I found this piece, with this example with some good discussion:
10 out of 1000 women at age forty who participate in routine screening have breast cancer. 800 out of 1000 women with breast cancer will get positive mammographies. 96 out of 1000 women without breast cancer will also get positive mammographies. If 1000 women in this age group undergo a routine screening, about what fraction of women with positive mammographies will actually have breast cancer?
The answer is 7.8%. That's why needle biopsies are done, but they can be read wrong too. Some error is always unavoidable.
She says doctors themselves generally get such stats wrong. Here's another example:
Here is a simple example, based on Mike Shor's Java applet. Suppose you have been tested positive for a disease; what is the probability that you actually have the disease? It depends on the accuracy and sensitivity of the test, and on the background (prior) probability of the disease...

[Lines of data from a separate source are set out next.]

use scraper::Html;
use serde::{Deserialize, Serialize};
use tracing::debug;

use crate::app::{GleanerError, Result};
use crate::discovery::extract_feed;
use crate::domain::{FeedType, GenericFeedRule, NormalizedFeed, ScrapeResponse};
use crate::feed::detect;
use crate::fetcher::HttpResponse;
use crate::plugins::{parse_params, FragmentOutput, FragmentTransformPlugin, PluginContext};

#[derive(Debug, Clone, Default, PartialEq, Serialize, Deserialize)]
#[serde(default)]
pub struct FeedPluginParams {
    /// Selectors to apply to an HTML page. Without them the body is parsed as a feed.
    #[serde(skip_serializing_if = "Option::is_none")]
    pub generic: Option<GenericFeedRule>,
}

/// Turns a scraped page into feed items: explicit generic selectors, a native feed
/// body, or the best generic rule found on an HTML page.
pub struct FeedPlugin;

impl FeedPlugin {
    pub const ID: &'static str = "feed";

    fn to_feed(
        &self,
        ctx: &PluginContext<'_>,
        fragment: &ScrapeResponse,
        markup: &str,
        params: &FeedPluginParams,
    ) -> Result<NormalizedFeed> {
        if let Some(rule) = &params.generic {
            debug!(corr_id = ctx.corr_id, context_xpath = %rule.context_xpath, "Applying generic selectors");
            return extract_feed(&Html::parse_document(markup), rule, &fragment.url);
        }

        let response = HttpResponse {
            url: fragment.url.clone(),
            status: fragment.debug.status_code.unwrap_or(200),
            content_type: fragment.debug.content_type.clone(),
            body: markup.as_bytes().to_vec(),
            cache_key: String::new(),
            elapsed: Default::default(),
        };
        let feed_type = detect(response.content_type.as_deref(), &response.body);
        if feed_type != FeedType::None {
            return ctx.engine.parsers().parse_as(ctx.corr_id, feed_type, &response);
        }

        let document = Html::parse_document(markup);
        let feeds = ctx.engine.locator().locate_in(&document, &fragment.url);
        match feeds.generic_feeds.first() {
            Some(rule) => {
                debug!(
                    corr_id = ctx.corr_id,
                    context_xpath = %rule.context_xpath,
                    score = rule.score,
                    "Using best discovered generic rule"
                );
                extract_feed(&document, rule, &fragment.url)
            }
            None => Ok(NormalizedFeed::empty(&fragment.url)),
        }
    }
}

impl FragmentTransformPlugin for FeedPlugin {
    fn id(&self) -> &'static str {
        Self::ID
    }

    fn transform(
        &self,
        ctx: &PluginContext<'_>,
        fragment: &ScrapeResponse,
        params: &serde_json::Value,
    ) -> Result<FragmentOutput> {
        if fragment.failed {
            return Err(GleanerError::FetchFailed(
                fragment
                    .error_message
                    .clone()
                    .unwrap_or_else(|| format!("scrape of {} failed", fragment.url)),
            ));
        }
        let params: FeedPluginParams = parse_params(Self::ID, params)?;
        let markup = fragment
            .root_element()
            .and_then(|element| element.markup())
            .ok_or_else(|| GleanerError::plugin(Self::ID, "fragment carries no markup"))?;

        let feed = self.to_feed(ctx, fragment, markup, &params)?;
        debug!(corr_id = ctx.corr_id, items = feed.items.len(), "Transformed to feed");

        Ok(FragmentOutput {
            items: feed.items,
            fragments: feed.links,
        })
    }
}

#[cfg(test)]
mod tests {
    use super::*;
    use crate::domain::{EmittedData, FragmentSpec, ScrapeDebug, ScrapedElement};
    use crate::plugins::testing::offline_engine;
    use crate::scrape::ScrapeEngine;
    use serde_json::json;

    fn fragment(url: &str, content_type: &str, markup: &str) -> ScrapeResponse {
        ScrapeResponse {
            url: url.to_string(),
            failed: false,
            error_message: None,
            elements: vec![ScrapedElement {
                fragment: FragmentSpec::root(),
                data: vec![EmittedData::Markup(markup.to_string())],
            }],
            debug: ScrapeDebug {
                content_type: Some(content_type.to_string()),
                status_code: Some(200),
                ..Default::default()
            },
        }
    }

    fn context(engine: &ScrapeEngine) -> PluginContext<'_> {
        PluginContext {
            corr_id: "t",
            owner: None,
            engine,
            index: 0,
        }
    }

    const LISTING: &str = r#"<html><head><title>Events</title></head><body>
      <div class="list">
        <div class="event"><a href="/e/1">First event</a><span>2024-03-01</span></div>
        <div class="event"><a href="/e/2">Second event</a><span>2024-03-02</span></div>
        <div class="event"><a href="/e/3">Third event</a><span>2024-03-03</span></div>
      </div>
      <a rel="next" href="/events?page=2">Next</a>
    </body></html>"#;

    #[test]
    fn test_native_feed_body() {
        let engine = offline_engine();
        let ctx = context(&engine);
        let rss = r#"<?xml version="1.0"?><rss version="2.0"><channel><title>T</title>
            <item><title>One</title><link>https://example.com/1</link></item>
            <item><title>Two</title><link>https://example.com/2</link></item>
            </channel></rss>"#;

        let output = FeedPlugin
            .transform(
                &ctx,
                &fragment("https://example.com/feed", "application/rss+xml", rss),
                &serde_json::Value::Null,
            )
            .unwrap();
        assert_eq!(output.items.len(), 2);
        assert!(output.fragments.is_empty());
    }

    #[test]
    fn test_generic_selectors_with_pagination() {
        let engine = offline_engine();
        let ctx = context(&engine);
        let params = json!({
            "generic": {
                "context_xpath": "//div[@class='event']",
                "link_xpath": "./a",
                "date_xpath": "./span",
                "pagination_xpath": "//a[@rel='next']/@href"
            }
        });

        let output = FeedPlugin
            .transform(
                &ctx,
                &fragment("https://example.com/events", "text/html", LISTING),
                &params,
            )
            .unwrap();
        assert_eq!(output.items.len(), 3);
        assert_eq!(output.items[0].url, "https://example.com/e/1");
        assert_eq!(output.items[0].title.as_deref(), Some("First event"));
        assert!(output.items[0].published_at.is_some());
        assert_eq!(output.fragments, vec!["https://example.com/events?page=2".to_string()]);
    }

    #[test]
    fn test_html_without_selectors_uses_discovered_rule() {
        let engine = offline_engine();
        let ctx = context(&engine);
        let output = FeedPlugin
            .transform(
                &ctx,
                &fragment("https://example.com/events", "text/html", LISTING),
                &serde_json::Value::Null,
            )
            .unwrap();
        assert_eq!(output.items.len(), 3);
    }

    #[test]
    fn test_failed_fragment_is_an_error() {
        let engine = offline_engine();
        let ctx = context(&engine);
        let failed = ScrapeResponse::failed("https://example.com/", "status 500", ScrapeDebug::default());
        let err = FeedPlugin.transform(&ctx, &failed, &serde_json::Value::Null).unwrap_err();
        assert!(matches!(err, GleanerError::FetchFailed(ref m) if m == "status 500"));
    }
}
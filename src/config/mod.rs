//! Configuration management for Gleaner.
//!
//! Configuration is read from `~/.config/gleaner/config.toml` at startup.
//! If the file doesn't exist, a default configuration with comments is created.

use crate::entitlements::EntitlementsConfig;
use crate::fetcher::FetchConfig;
use crate::harvest::SchedulerConfig;
use crate::render::RenderConfig;
use crate::scrape::ReadabilityOptions;
use serde::Deserialize;
use std::fs;
use std::io::Write;
use std::path::{Path, PathBuf};

/// Main configuration struct.
#[derive(Debug, Clone, Default, Deserialize)]
#[serde(default)]
pub struct Config {
    pub fetch: FetchConfig,
    pub render: RenderConfig,
    pub readability: ReadabilityOptions,
    pub scheduler: SchedulerConfig,
    pub entitlements: EntitlementsConfig,
}

impl Config {
    /// Load configuration from the default path.
    ///
    /// If the config file doesn't exist, creates a default one with comments.
    /// Missing fields in the config file will use default values.
    pub fn load() -> Result<Self, ConfigError> {
        let config_path = Self::default_config_path()?;
        Self::load_from(&config_path)
    }

    /// Like [`Config::load`], for an explicit path.
    pub fn load_from(config_path: &Path) -> Result<Self, ConfigError> {
        if !config_path.exists() {
            Self::create_default_config(config_path)?;
            return Ok(Self::default());
        }

        let content = fs::read_to_string(config_path).map_err(|e| ConfigError::Io {
            path: config_path.to_path_buf(),
            source: e,
        })?;

        toml::from_str(&content).map_err(|e| ConfigError::Parse {
            path: config_path.to_path_buf(),
            source: e,
        })
    }

    /// Get the default config file path: `~/.config/gleaner/config.toml`
    pub fn default_config_path() -> Result<PathBuf, ConfigError> {
        let config_dir = dirs::config_dir().ok_or(ConfigError::NoConfigDir)?;
        Ok(config_dir.join("gleaner").join("config.toml"))
    }

    fn create_default_config(path: &Path) -> Result<(), ConfigError> {
        if let Some(parent) = path.parent() {
            fs::create_dir_all(parent).map_err(|e| ConfigError::Io {
                path: parent.to_path_buf(),
                source: e,
            })?;
        }

        let mut file = fs::File::create(path).map_err(|e| ConfigError::Io {
            path: path.to_path_buf(),
            source: e,
        })?;

        file.write_all(Self::default_config_content().as_bytes())
            .map_err(|e| ConfigError::Io {
                path: path.to_path_buf(),
                source: e,
            })?;

        Ok(())
    }

    /// Generate the default config file content with comments.
    fn default_config_content() -> String {
        r##"# Gleaner Configuration
#
# Every key is optional; removed keys fall back to the values shown here.

[fetch]
# Timeout of a plain HTTP fetch when no owner limit applies (milliseconds)
timeout_ms = 30000

# Responses larger than this are rejected (bytes)
max_bytes = 5242880

# Content-type prefixes accepted for static scrapes
allowed_content_types = [
    "text/",
    "application/xml",
    "application/json",
    "application/rss",
    "application/atom",
    "application/rdf",
]

# Status code a static scrape must answer with
expected_status = 200

# Maximum number of redirects to follow
redirect_limit = 5

# How long identical GETs are served from memory, 0 disables (seconds)
cache_ttl_secs = 30

[render]
# Run browser in headless mode (no visible window)
headless = true

# Wait time after page load for dynamic content (milliseconds)
wait_after_load_ms = 1000

# Quiet period that counts as network idle (milliseconds)
network_idle_ms = 500

# Maximum concurrent browser pages
max_concurrency = 3

[render.default_viewport]
width = 1280
height = 800
is_mobile = false

[readability]
# Characters of text a content candidate needs
min_content_length = 100

# CSS selectors to try for article content extraction (in priority order)
content_selectors = [
    "article",
    "[role=\"main\"]",
    "main",
    ".post-content",
    ".article-content",
    ".entry-content",
    ".content",
    "#content",
    ".post",
    ".article",
    ".blog-post",
]

# Elements to remove before extraction (ads, navigation, etc.)
remove_selectors = [
    "nav",
    "header",
    "footer",
    "aside",
    "form",
    ".sidebar",
    ".advertisement",
    ".ad",
    ".ads",
    ".social-share",
    ".comments",
    ".related-posts",
    "script",
    "style",
    "noscript",
    "iframe",
]

[scheduler]
# Pause between the end of one tick and the next (milliseconds)
tick_delay_ms = 10000

# Due repositories picked up per tick
batch_size = 10

# Repository harvests in flight at once
concurrency = 3

# Failure backoff: base * 2^(failures - 1), capped (seconds)
backoff_base_secs = 60
backoff_max_secs = 21600

# Pagination pages followed per source
max_pages = 5

# Refresh expression for new repositories: "30m", "1h", "1d" or a
# six-field cron expression such as "0 0 */6 * * *"
default_refresh = "1h"

[entitlements]
# Hard timeout of a single fetch or render (milliseconds)
timeout_ms = 30000

# Sources an owner may have across all active repositories
max_active_sources = 100

# Sources a single repository or scrape call may name
max_sources_per_repository = 10

# Per-owner overrides:
# [entitlements.owners.someone]
# timeout_ms = 60000
"##
        .to_string()
    }
}

/// Configuration errors.
#[derive(Debug, thiserror::Error)]
pub enum ConfigError {
    #[error("Could not determine config directory")]
    NoConfigDir,

    #[error("Failed to read/write config file at {path}: {source}")]
    Io {
        path: PathBuf,
        source: std::io::Error,
    },

    #[error("Failed to parse config file at {path}: {source}")]
    Parse {
        path: PathBuf,
        source: toml::de::Error,
    },
}

#[cfg(test)]
mod tests {
    use super::*;

    #[test]
    fn test_default_config_deserializes() {
        let content = Config::default_config_content();
        let config: Config = toml::from_str(&content).expect("Default config should be valid TOML");

        assert_eq!(config.fetch.timeout_ms, 30_000);
        assert_eq!(config.render.default_viewport.width, 1280);
        assert_eq!(config.scheduler.concurrency, 3);
        assert_eq!(config.entitlements.max_sources_per_repository, 10);
        assert_eq!(
            config.readability.content_selectors,
            ReadabilityOptions::default().content_selectors
        );
    }

    #[test]
    fn test_partial_config() {
        let content = r##"
[scheduler]
batch_size = 4

[entitlements.owners.alice]
timeout_ms = 5000
"##;
        let config: Config = toml::from_str(content).expect("Partial config should work");

        assert_eq!(config.scheduler.batch_size, 4);
        assert_eq!(config.scheduler.concurrency, 3);
        assert_eq!(config.entitlements.owners["alice"].timeout_ms, Some(5000));
        assert_eq!(config.fetch.expected_status, 200);
    }

    #[test]
    fn test_empty_config() {
        let config: Config = toml::from_str("").expect("Empty config should work");
        assert_eq!(config.scheduler.default_refresh, "1h");
        assert!(config.render.headless);
    }

    #[test]
    fn test_load_from_creates_default_file() {
        let dir = tempfile::tempdir().unwrap();
        let path = dir.path().join("nested").join("config.toml");

        let config = Config::load_from(&path).unwrap();
        assert!(path.exists());
        assert_eq!(config.scheduler.batch_size, 10);

        fs::write(&path, "[scheduler]\nconcurrency = 7\n").unwrap();
        assert_eq!(Config::load_from(&path).unwrap().scheduler.concurrency, 7);

        fs::write(&path, "[scheduler\n").unwrap();
        assert!(matches!(
            Config::load_from(&path),
            Err(ConfigError::Parse { .. })
        ));
    }
}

It's worth reading both brief presentations. The current thinking seems to be that Bayesian is the only reliable approach for data these days, and, if data has not been subject to it, it might not be worth much.
In my field of mental illness, the data is always so squishy to start out with that I am a skeptic about everything I read anyway. I have seen very few reports in Psychiatry which have been subject to Bayesian analysis and are thus probably not worth much.
My experience is a better teacher which is, I suppose, sort of Bayesian.